* Task instructions
Pull every line containing "tests" from the listing.
▼
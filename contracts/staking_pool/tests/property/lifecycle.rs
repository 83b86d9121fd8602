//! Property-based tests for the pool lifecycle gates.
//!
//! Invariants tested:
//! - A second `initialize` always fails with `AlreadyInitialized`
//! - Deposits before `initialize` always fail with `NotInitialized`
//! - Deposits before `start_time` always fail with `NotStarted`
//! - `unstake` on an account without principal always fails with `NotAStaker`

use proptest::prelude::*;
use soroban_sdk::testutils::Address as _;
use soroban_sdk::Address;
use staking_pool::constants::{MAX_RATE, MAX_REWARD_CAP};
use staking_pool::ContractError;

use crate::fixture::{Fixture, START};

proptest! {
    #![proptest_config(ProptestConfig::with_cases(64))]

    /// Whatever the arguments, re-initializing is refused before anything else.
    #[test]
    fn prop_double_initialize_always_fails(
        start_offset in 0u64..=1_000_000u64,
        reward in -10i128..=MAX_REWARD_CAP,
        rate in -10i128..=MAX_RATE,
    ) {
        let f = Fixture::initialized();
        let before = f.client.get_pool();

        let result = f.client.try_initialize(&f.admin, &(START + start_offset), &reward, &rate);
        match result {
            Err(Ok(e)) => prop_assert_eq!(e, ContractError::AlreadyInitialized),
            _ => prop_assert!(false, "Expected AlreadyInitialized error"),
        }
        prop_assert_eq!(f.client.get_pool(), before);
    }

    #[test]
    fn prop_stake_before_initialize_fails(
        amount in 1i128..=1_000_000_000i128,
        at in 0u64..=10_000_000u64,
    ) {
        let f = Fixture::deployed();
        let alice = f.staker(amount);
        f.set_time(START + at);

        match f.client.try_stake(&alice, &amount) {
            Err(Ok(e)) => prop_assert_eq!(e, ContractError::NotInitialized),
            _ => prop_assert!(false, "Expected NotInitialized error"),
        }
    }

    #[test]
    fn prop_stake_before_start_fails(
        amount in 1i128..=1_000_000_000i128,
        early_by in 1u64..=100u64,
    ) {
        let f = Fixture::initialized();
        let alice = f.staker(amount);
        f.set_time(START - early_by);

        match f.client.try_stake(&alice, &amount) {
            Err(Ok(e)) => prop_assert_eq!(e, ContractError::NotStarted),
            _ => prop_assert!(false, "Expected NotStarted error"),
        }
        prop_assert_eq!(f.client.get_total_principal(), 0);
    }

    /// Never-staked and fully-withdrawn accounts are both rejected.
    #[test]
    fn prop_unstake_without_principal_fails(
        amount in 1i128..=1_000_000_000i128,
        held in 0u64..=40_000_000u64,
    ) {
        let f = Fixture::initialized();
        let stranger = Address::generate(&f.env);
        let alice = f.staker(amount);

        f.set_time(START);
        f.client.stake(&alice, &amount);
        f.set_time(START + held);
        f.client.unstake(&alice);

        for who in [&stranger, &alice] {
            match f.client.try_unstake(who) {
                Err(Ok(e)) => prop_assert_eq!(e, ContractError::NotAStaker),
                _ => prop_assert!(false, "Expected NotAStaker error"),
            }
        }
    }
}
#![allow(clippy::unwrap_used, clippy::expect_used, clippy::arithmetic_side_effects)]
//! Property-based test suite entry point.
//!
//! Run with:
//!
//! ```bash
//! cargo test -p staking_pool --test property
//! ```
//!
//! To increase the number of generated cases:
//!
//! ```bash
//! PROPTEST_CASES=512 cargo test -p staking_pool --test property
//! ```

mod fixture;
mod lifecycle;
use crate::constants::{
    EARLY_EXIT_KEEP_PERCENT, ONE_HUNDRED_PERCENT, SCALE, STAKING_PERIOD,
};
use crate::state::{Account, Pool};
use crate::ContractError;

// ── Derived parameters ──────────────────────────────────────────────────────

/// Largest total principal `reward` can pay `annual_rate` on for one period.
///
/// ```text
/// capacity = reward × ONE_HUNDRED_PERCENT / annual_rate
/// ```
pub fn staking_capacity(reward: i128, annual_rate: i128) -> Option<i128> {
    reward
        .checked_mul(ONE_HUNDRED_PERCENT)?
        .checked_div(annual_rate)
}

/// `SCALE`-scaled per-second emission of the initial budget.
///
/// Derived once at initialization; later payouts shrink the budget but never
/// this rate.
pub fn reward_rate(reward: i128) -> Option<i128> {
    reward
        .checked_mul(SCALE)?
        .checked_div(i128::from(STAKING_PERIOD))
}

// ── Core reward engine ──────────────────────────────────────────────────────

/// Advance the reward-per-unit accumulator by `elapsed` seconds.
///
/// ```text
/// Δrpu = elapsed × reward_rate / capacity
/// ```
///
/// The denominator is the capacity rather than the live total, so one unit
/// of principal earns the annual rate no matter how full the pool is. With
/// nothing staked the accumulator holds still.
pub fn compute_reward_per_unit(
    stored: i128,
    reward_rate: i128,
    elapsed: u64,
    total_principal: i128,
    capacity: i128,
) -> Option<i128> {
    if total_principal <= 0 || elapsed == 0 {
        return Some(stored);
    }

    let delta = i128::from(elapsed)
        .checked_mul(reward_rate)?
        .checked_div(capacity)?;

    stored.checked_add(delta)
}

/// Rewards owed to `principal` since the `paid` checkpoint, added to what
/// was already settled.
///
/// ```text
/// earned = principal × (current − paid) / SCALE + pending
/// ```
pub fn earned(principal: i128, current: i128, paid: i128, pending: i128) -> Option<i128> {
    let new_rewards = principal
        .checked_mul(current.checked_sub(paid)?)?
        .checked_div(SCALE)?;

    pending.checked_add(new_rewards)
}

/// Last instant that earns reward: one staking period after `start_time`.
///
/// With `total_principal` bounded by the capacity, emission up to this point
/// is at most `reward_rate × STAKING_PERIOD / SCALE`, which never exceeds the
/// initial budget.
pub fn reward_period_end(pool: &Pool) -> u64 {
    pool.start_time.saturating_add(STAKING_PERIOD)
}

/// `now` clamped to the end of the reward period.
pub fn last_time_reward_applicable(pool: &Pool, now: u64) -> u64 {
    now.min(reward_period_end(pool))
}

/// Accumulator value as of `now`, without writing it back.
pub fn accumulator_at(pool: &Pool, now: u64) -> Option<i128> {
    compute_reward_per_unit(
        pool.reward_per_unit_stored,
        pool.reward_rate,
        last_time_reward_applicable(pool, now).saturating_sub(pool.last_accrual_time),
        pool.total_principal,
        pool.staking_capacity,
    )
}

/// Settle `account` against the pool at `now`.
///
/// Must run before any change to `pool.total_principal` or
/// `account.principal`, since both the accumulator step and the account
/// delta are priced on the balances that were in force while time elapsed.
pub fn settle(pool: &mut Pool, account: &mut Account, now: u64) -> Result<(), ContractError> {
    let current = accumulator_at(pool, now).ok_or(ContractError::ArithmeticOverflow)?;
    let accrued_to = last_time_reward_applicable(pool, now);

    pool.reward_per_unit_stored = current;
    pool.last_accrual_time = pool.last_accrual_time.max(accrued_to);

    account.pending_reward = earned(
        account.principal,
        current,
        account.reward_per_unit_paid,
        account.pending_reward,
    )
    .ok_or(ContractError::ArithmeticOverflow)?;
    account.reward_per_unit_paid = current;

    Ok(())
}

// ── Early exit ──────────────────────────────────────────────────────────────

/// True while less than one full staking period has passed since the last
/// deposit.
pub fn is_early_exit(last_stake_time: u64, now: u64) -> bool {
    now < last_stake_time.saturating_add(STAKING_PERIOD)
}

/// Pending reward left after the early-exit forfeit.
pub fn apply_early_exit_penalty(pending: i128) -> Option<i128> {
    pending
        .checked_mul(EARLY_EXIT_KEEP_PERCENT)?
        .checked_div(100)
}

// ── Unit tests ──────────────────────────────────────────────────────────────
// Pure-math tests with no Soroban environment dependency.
▲
* Task solution
filename contracts/staking_pool/tests/property/lifecycle.rs
//! Property-based tests for the pool lifecycle gates.
// ── Unit tests ──────────────────────────────────────────────────────────────
// Pure-math tests with no Soroban environment dependency.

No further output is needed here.